Penso que o que o homem busca e precisa é de relações saudáveis. Mas existem também aquelas que não são nada saudáveis. Sabe-se que as pessoas idosas vivem mais e com mais saúde na medida em que se mantêm em contato com grupos de amigos e inversamente quando são isolados e abandonados. É obvio que o nosso grupo de amigos nos traz conforto e saúde psicológica. Mas será que podemos generalizar isso para o ambiente de trabalho? Decididamente não.

É inegável que o ambiente de trabalho, cada vez mais, é extenso em relações forçadas e em contrapartida, minguadas relações de amizade, não forçadas, genuínas – por conseqüência – mais prazerosas e saudáveis. Estamos falando da diferença óbvia entre o grupo de amigos da pescaria, do jogo de baralho, que compartilhamos a pizza no fim de semana x o grupo de FMEA, de troca de informações de RH, etc.

Enfim, o que fazer para melhorar a saúde das relações nas organizações?
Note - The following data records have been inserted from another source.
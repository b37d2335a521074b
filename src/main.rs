use anyhow::Context;
use chrono::{Duration, Utc};
use clap::{Parser, Subcommand};
use log::{info, LevelFilter};
use lookout::chatops::ChatOps;
use lookout::classifier::AlertClassifier;
use lookout::config::Config;
use lookout::events::{
    AlertFilter, LogEntry, NewRule, RawAlert, Severity, SeverityTables, Timestamp,
};
use lookout::store::{LogStore, MemoryStore};
use lookout::summarizer::LogSummarizer;
use lookout::SummaryError;
use std::io::{BufRead, BufReader, Read};
use std::path::PathBuf;
use std::sync::Arc;

/// Command-line arguments for the network log triage engine
#[derive(Parser)]
#[command(
    name = "lookout",
    about = "Network log triage - alert classification and log summarization",
    long_about = "Ingests operational log events and raw alerts, turns them into \
                  prioritized, categorized alerts, and produces time-windowed summaries \
                  that highlight anomalous activity."
)]
struct Cli {
    /// Path to configuration file (TOML format)
    #[arg(short, long, value_name = "FILE")]
    config: Option<PathBuf>,

    /// Enable verbose logging output
    #[arg(short, long)]
    verbose: bool,

    #[command(subcommand)]
    command: Command,
}

#[derive(Subcommand)]
enum Command {
    /// Classify raw alerts given as JSON objects, one per line
    Classify {
        /// Read alerts from a file instead of stdin
        #[arg(short, long, value_name = "FILE")]
        file: Option<PathBuf>,

        /// JSON file with an array of classification rules to apply
        #[arg(long, value_name = "FILE")]
        rules: Option<PathBuf>,
    },

    /// Summarize log entries given as JSON objects, one per line
    Summarize {
        /// Read logs from a file instead of stdin
        #[arg(short, long, value_name = "FILE")]
        file: Option<PathBuf>,

        /// Summary window in hours ending now; defaults to the span of
        /// the input
        #[arg(long)]
        hours: Option<i64>,

        /// Print the human-readable summary text instead of JSON
        #[arg(long)]
        text: bool,
    },

    /// Answer a single chat command over seeded sample data
    Chat {
        /// The message, e.g. "status" or "summarize 2"
        message: Vec<String>,
    },

    /// Run an end-to-end showcase over seeded sample data
    Demo,
}

fn main() -> anyhow::Result<()> {
    let cli = Cli::parse();

    env_logger::Builder::from_default_env()
        .filter_level(if cli.verbose {
            LevelFilter::Debug
        } else {
            LevelFilter::Info
        })
        .init();

    let config = Config::load_or_default(cli.config.as_deref());

    match cli.command {
        Command::Classify { file, rules } => classify(&config, file, rules),
        Command::Summarize { file, hours, text } => summarize(&config, file, hours, text),
        Command::Chat { message } => chat(&config, &message.join(" ")),
        Command::Demo => demo(&config),
    }
}

/// Wire the engines over a fresh in-memory store
fn build_engines(config: &Config) -> (Arc<MemoryStore>, Arc<AlertClassifier>, Arc<LogSummarizer>) {
    let store = Arc::new(MemoryStore::new());
    let classifier = Arc::new(AlertClassifier::new(
        store.clone(),
        store.clone(),
        SeverityTables::default(),
        config.classifier.clone(),
    ));
    let summarizer = Arc::new(LogSummarizer::new(
        store.clone(),
        store.clone(),
        SeverityTables::default(),
        &config.summarizer,
    ));
    (store, classifier, summarizer)
}

/// Read newline-delimited JSON values from a file or stdin
fn read_json_lines<T: serde::de::DeserializeOwned>(file: Option<PathBuf>) -> anyhow::Result<Vec<T>> {
    let reader: Box<dyn Read> = match file {
        Some(path) => Box::new(
            std::fs::File::open(&path)
                .with_context(|| format!("failed to open {}", path.display()))?,
        ),
        None => Box::new(std::io::stdin()),
    };

    let mut values = Vec::new();
    for (line_number, line) in BufReader::new(reader).lines().enumerate() {
        let line = line?;
        if line.trim().is_empty() {
            continue;
        }
        let value = serde_json::from_str(&line)
            .with_context(|| format!("invalid JSON on line {}", line_number + 1))?;
        values.push(value);
    }
    Ok(values)
}

fn classify(
    config: &Config,
    file: Option<PathBuf>,
    rules_file: Option<PathBuf>,
) -> anyhow::Result<()> {
    let (_, classifier, _) = build_engines(config);

    if let Some(path) = rules_file {
        let contents = std::fs::read_to_string(&path)
            .with_context(|| format!("failed to open {}", path.display()))?;
        let rules: Vec<NewRule> =
            serde_json::from_str(&contents).context("invalid rules file")?;
        for rule in rules {
            classifier.create_rule(rule)?;
        }
    }

    let raw_alerts: Vec<RawAlert> = read_json_lines(file)?;
    info!("Classifying {} alerts", raw_alerts.len());

    for raw in raw_alerts {
        let alert = classifier.classify(raw)?;
        println!("{}", serde_json::to_string(&alert)?);
    }
    Ok(())
}

fn summarize(
    config: &Config,
    file: Option<PathBuf>,
    hours: Option<i64>,
    text: bool,
) -> anyhow::Result<()> {
    let (store, _, summarizer) = build_engines(config);

    let entries: Vec<LogEntry> = read_json_lines(file)?;
    anyhow::ensure!(!entries.is_empty(), "no log entries provided");
    store.insert_logs(&entries)?;

    let (start, end): (Timestamp, Timestamp) = match hours {
        Some(hours) => {
            let end = Utc::now();
            (end - Duration::hours(hours), end)
        }
        None => {
            // Span of the input; logs_between is inclusive on both ends
            let first = entries[0].timestamp;
            entries.iter().fold((first, first), |(min, max), entry| {
                (min.min(entry.timestamp), max.max(entry.timestamp))
            })
        }
    };

    match summarizer.generate_summary(start, end) {
        Ok(summary) => {
            if text {
                println!("{}", summary.summary_text);
            } else {
                println!("{}", serde_json::to_string_pretty(&summary)?);
            }
            Ok(())
        }
        Err(SummaryError::NoLogs { start, end }) => {
            println!("No logs between {} and {}", start, end);
            Ok(())
        }
        Err(e) => Err(e.into()),
    }
}

fn chat(config: &Config, message: &str) -> anyhow::Result<()> {
    let (store, classifier, summarizer) = build_engines(config);
    seed(&store, &classifier)?;

    let chatops = ChatOps::new(
        classifier,
        summarizer,
        store,
        config.summarizer.default_window_hours,
    );
    println!("{}", chatops.process_message(message));
    Ok(())
}

fn demo(config: &Config) -> anyhow::Result<()> {
    let (store, classifier, summarizer) = build_engines(config);
    seed(&store, &classifier)?;

    println!("== Classified alerts ==");
    for alert in classifier.alerts(&AlertFilter::default())? {
        println!(
            "[{:.2}] {:9} {:12} {:13} {}",
            alert.priority_score, alert.severity, alert.category, alert.status, alert.title
        );
    }

    let critical = classifier.alerts(&AlertFilter {
        severity: Some(Severity::Critical),
        ..Default::default()
    })?;
    println!("\n== Critical alerts: {} ==", critical.len());

    let groups = classifier.group_similar_alerts(config.classifier.group_window_hours)?;
    println!("\n== Repeated alerts ==");
    for (title, members) in &groups {
        println!("{} occurrences: {}", members.len(), title);
    }

    let end = Utc::now();
    let summary = summarizer.generate_summary(end - Duration::hours(6), end)?;
    println!("\n== Summary of the last six hours ==");
    println!("{}", summary.summary_text);

    let chatops = ChatOps::new(
        classifier,
        summarizer,
        store,
        config.summarizer.default_window_hours,
    );
    println!("\n== chat: status ==");
    println!("{}", chatops.process_message("status"));

    Ok(())
}

/// Seed sample logs and alerts into a fresh store
fn seed(store: &Arc<MemoryStore>, classifier: &Arc<AlertClassifier>) -> anyhow::Result<()> {
    store.insert_logs(&lookout::demo::sample_logs(Utc::now()))?;
    for raw in lookout::demo::sample_alerts() {
        classifier.classify(raw)?;
    }
    Ok(())
}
  • Em primeiro lugar acho que nós profissionais de RH temos que parar de querer cobrir o sol com a peneira e ficar tentando aproximar as pessoas e repetindo aquele discurso ridículo tipo “somos uma grande família”. Isso é forçar a barra e do meu ponto de vista só piora a situação. Outra coisa muito diferente é permitir o desenvolvimento de grupos informais;
  • Segundo, reconhecer o óbvio: você não obriga o cavalo a beber água, tudo o que você pode fazer é levá-lo até o rio. Então não vamos ficar criando programas artificiais, treinamentos e reuniões extensas que só servem para forçar o convívio das pessoas – por natureza desiguais – ao extremo;
  • Começar a repensar a organização do trabalho de forma a tornar as pessoas mais autônomas e independentes. A contribuição de cada um deve ter a sua medida e o trabalho deve ser estruturado para que isso flua de maneira natural, sem tanta interdependência. Reuniões minimizadas e trabalho mais estruturado gerando menos ansiedade e insegurança.
  • Tecnologia apenas na medida do necessário. É preciso questionar se aquele funcionário precisa mesmo de celular corporativo, notebook, acesso ilimitado à Internet e programas corporativos.
  • A globalização, o crescimento populacional e a concentração humana nas grandes cidades já tornaram o mundo suficientemente competitivo. Qualquer um é capaz de reconhecer isso, não precisa elevar isso a um nível insuportável com a desculpa de que isso “motiva” as pessoas.

Estes são apenas alguns pontos importantes, mas suponho que cada um é capaz de pensar tantos outros quanto a criatividade e idiossincrasia de cada um permitam.